Depuis 2019, le nord du Bénin est le théâtre d’actes terroristes. Plusieurs attaques ont déjà fait des morts et des blessés, aussi bien dans le rang des soldats de l’armée béninoise qu’au sein des populations civiles. Face à la situation qui met en péril la sérénité dans certains villages du Nord-Bénin, le gouvernement du Bénin a décidé de déployer les grands moyens pour endiguer le fléau. C’est ainsi qu’est née l’opération « Mirador » avec plus de 3000 hommes Forces de défense et sécurité déployées sur le terrain. Par ailleurs, des partenariats ont été noués avec la France, la Belgique, les Etats-Unis et certains pays africains.
L’armée béninoise est plus que jamais déterminée à faire face à la menace terroriste qui secoue le pays depuis plus de trois ans. Sur le terrain les efforts pour contrer les différentes attaques djihadistes débutées le 4 mai 2019, avec l’assassinat du guide touristique Fiacre Gbédji dans le parc de la Pendjari sont visibles. Selon les autorités béninoises, la présence des groupes terroristes au Bénin a pour objectif d’occuper les zones protégées, de créer une passerelle pour relier le Nigéria (Boko Haram) aux mouvements du Sahel, assurer leurs ravitaillements logistiques et faire du Bénin un pays de transit pour les divers trafics dont celui de l’or, des bétails, de la drogue et des armes. La menace se manifeste par l’intimidation des populations, les enlèvements et les assassinats, les attaques ciblées sur les positions isolées des Forces de défense et de sécurité et l’utilisation des engins explosifs improvisés et mines. Face à ce phénomène, le ministère de la défense nationale et l’État-major Général des Forces armées béninoises ont mis en place l’opération Mirador. Grâce à cette initiative militaire, près de 3000 hommes ont été déployés pour empêcher toute infiltration de terroristes, principalement en provenance du Burkina Faso et du Niger. Cette opération a été lancée en janvier 2022 après les premières attaques du 01 au 02 décembre 2021 avec pour objectif de sécuriser les frontières poreuses du pays, de maintenir l’ordre et de conquérir le terrain. Elle vise aussi à sécuriser les bases et les convois tout en détruisant les engins explosifs. L’opération a permis de neutraliser des dizaines d’ennemis de diverses nationalités avec des dégâts enregistrés aussi bien dans le camp des forces de défense et de sécurité que des civils.

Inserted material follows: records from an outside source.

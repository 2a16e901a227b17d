//! Command implementations
//!
//! Each command is a module with an `execute` function that takes parsed CLI
//! args and a [`CommandContext`] and runs the operation against the store.

pub mod browse;
pub mod config;
pub mod onboarding;
pub mod prefs;
pub mod search;
pub mod status;
pub mod tags;

pub use browse::execute as browse;
pub use onboarding::execute as onboarding;
pub use search::execute as search;
pub use status::execute as status;

use crate::Result;
use crate::categories::TagCatalog;
use crate::config::AppConfig;
use crate::filter::TagSelectionController;
use crate::flags::AuthState;
use crate::search::{CatalogSearch, SearchCache};
use crate::store::{FeedSettingsStore, PreferenceStore};
use crate::ui::{OutputWriter, UserInput};
use std::sync::Arc;

/// Everything a command needs to run
pub struct CommandContext<'a> {
    pub feed: Arc<dyn FeedSettingsStore>,
    pub prefs: Arc<dyn PreferenceStore>,
    pub catalog: TagCatalog,
    pub config: &'a AppConfig,
    pub auth: AuthState,
    pub output: &'a dyn OutputWriter,
    pub input: &'a dyn UserInput,
}

impl<'a> CommandContext<'a> {
    /// Bind a store that handles both feed settings and preferences
    pub fn new<S>(
        store: Arc<S>,
        catalog: TagCatalog,
        config: &'a AppConfig,
        output: &'a dyn OutputWriter,
        input: &'a dyn UserInput,
    ) -> Self
    where
        S: FeedSettingsStore + PreferenceStore + 'static,
    {
        Self {
            feed: Arc::clone(&store) as Arc<dyn FeedSettingsStore>,
            prefs: store,
            catalog,
            config,
            auth: config.auth_state(),
            output,
            input,
        }
    }

    /// Act as a signed-out user
    #[must_use]
    pub fn anonymous(mut self) -> Self {
        self.auth = AuthState::Anonymous;
        self
    }

    /// Tag filter controller wired to the configuration
    ///
    /// # Errors
    ///
    /// Returns `FeedTagsError::FilterError` if the controller cannot be built.
    pub fn controller(&self) -> Result<TagSelectionController> {
        let search = &self.config.search;
        let controller = TagSelectionController::builder()
            .store(Arc::clone(&self.feed))
            .auth(self.auth.clone())
            .flags(self.config.flags.clone())
            .catalog(self.catalog.clone())
            .policy(self.config.unblock_policy)
            .undo_window(self.config.undo_window())
            .cache(SearchCache::new(search.cache_capacity, search.cache_ttl()))
            .build()?;
        Ok(controller)
    }

    /// Catalog search that also knows the user's own tags
    ///
    /// # Errors
    ///
    /// Returns `FeedTagsError::StoreError` if the feed settings cannot be read.
    pub fn search_provider(&self) -> Result<CatalogSearch> {
        let known = self.feed.feed_settings()?.known_tags();
        Ok(CatalogSearch::new(&self.catalog, self.config.search.result_limit).with_known_tags(known))
    }
}

/// Catalog from the configured file, or the built-in one
///
/// # Errors
///
/// Returns `FeedTagsError::CatalogError` if the configured file cannot be loaded.
pub fn load_catalog(config: &AppConfig) -> Result<TagCatalog> {
    match &config.categories_file {
        Some(path) => Ok(TagCatalog::load(path)?),
        None => Ok(TagCatalog::builtin()),
    }
}
//! Testing utilities for feedtags
//!
//! Provides a `TestStore` wrapper for temporary sled stores and a scripted
//! search provider for driving the controller.
//!
//! Only available when compiled with `cfg(test)`.

use crate::search::{SearchError, TagSearchProvider};
use crate::store::SledStore;
use std::cell::RefCell;
use std::collections::HashMap;
use tempfile::TempDir;

/// Sled store living in a temporary directory
///
/// The directory is removed when the wrapper goes out of scope.
pub struct TestStore {
    // Declared first so the store is closed before its directory goes away
    store: SledStore,
    _dir: TempDir,
}

impl TestStore {
    /// # Panics
    /// Panics if the temporary directory or the store cannot be created.
    #[must_use]
    pub fn new() -> Self {
        let dir = TempDir::new().expect("Failed to create temp dir");
        let store = SledStore::open(dir.path().join("db")).expect("Failed to open test store");
        Self { store, _dir: dir }
    }

    #[must_use]
    pub const fn store(&self) -> &SledStore {
        &self.store
    }
}

impl Default for TestStore {
    fn default() -> Self {
        Self::new()
    }
}

/// Search provider answering from a fixed table
///
/// Unknown queries return no results. Every lookup is recorded.
#[derive(Debug, Default)]
pub struct ScriptedSearch {
    answers: HashMap<String, Vec<String>>,
    fail: bool,
    calls: RefCell<Vec<String>>,
}

impl ScriptedSearch {
    #[must_use]
    pub fn new() -> Self {
        Self::default()
    }

    /// A provider whose every lookup fails
    #[must_use]
    pub fn failing() -> Self {
        Self {
            fail: true,
            ..Self::default()
        }
    }

    #[must_use]
    pub fn with(mut self, query: &str, tags: &[&str]) -> Self {
        self.answers.insert(
            query.to_string(),
            tags.iter().map(|t| (*t).to_string()).collect(),
        );
        self
    }

    /// Queries looked up so far, in order
    #[must_use]
    pub fn calls(&self) -> Vec<String> {
        self.calls.borrow().clone()
    }
}

impl TagSearchProvider for ScriptedSearch {
    fn search_tags(&self, query: &str) -> Result<Vec<String>, SearchError> {
        self.calls.borrow_mut().push(query.to_string());
        if self.fail {
            return Err(SearchError::ProviderError("scripted failure".to_string()));
        }
        Ok(self.answers.get(query).cloned().unwrap_or_default())
    }
}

Des centaines de terroristes neutralisés ; d’autres interpellés
La menace terroriste existait dans plusieurs villages au Nord du Bénin avant le début de l’opération Mirador. Cette dernière a permis à l’armée béninoise de gagner du terrain et de conquérir certaines localités autrefois prises par des individus armés non identifiés appartenant à des groupes terroristes. Parmi les zones critiques visitées, on note le point triple, une zone rouge située à la frontière avec le Burkina Faso et le Niger située dans les fuseaux Ouest et Nord. Les villages les plus concernés par le phénomène sont Batia, le parc de la Pendjari, Arly, Kouroukoualou Porga, le parc W, Alfakoara, et Banikoara plus précisément dans un village situé à quelques mètres du fleuve Mékrou qui a fait objet de la première scène d’attaque. Au dire du Colonel Faïzou Gomina, Commandant de l’opération Mirador, il n’y a pas encore de menace dans le Fuseau Est, néanmoins une veille est en cours pour prévenir le phénomène. Selon les chiffres des incidents impliquant des civils, le Groupement tactique d’inter arme du Nord et de l’Est ont respectivement enregistré quatre enlèvements et onze assassinats et six enlèvements et deux assassinats. Quant à celui de l’Ouest, dix-huit civils blessés, plus de 31 enlèvements et 43 assassinats ont été dénombrés. Dans le rang des ennemis, plus de 169 suspects ont été interpellés dont 91 dans le Gtia Nord et 61 dans l’Ouest pendant que 63 individus armés non identifiés ont été neutralisés avec 42 dans le Gtia Ouest qui a connu le plus grand nombre. Il est suivi du Gtia Nord où 20 terroristes ont été abattus. D’importants lots de matériaux pouvant servir à la fabrication des engins explosifs dont des batteries de motos et des fils conducteurs, des médicaments ont été saisis. Il en est de même pour des armes individuelles et semi-collectives, des centaines de munitions, une dizaine de motos appartenant à divers groupes terroristes à savoir Gsim et Ansaru et des moyens de communication à savoir des téléphones et des talkies-walkies. Depuis le début des attaques dans la nuit du 1er au 02 décembre 2021, 41 soldats béninois ont été blessés alors que 25 ont perdu la vie. Ces pertes en vies humaines enregistrées du côté de l’armée béninoise sont intervenues lors des attaques des positions stratégiques des Forces armées béninoises ou lors de l’explosion des engins explosifs improvisés ou des mines.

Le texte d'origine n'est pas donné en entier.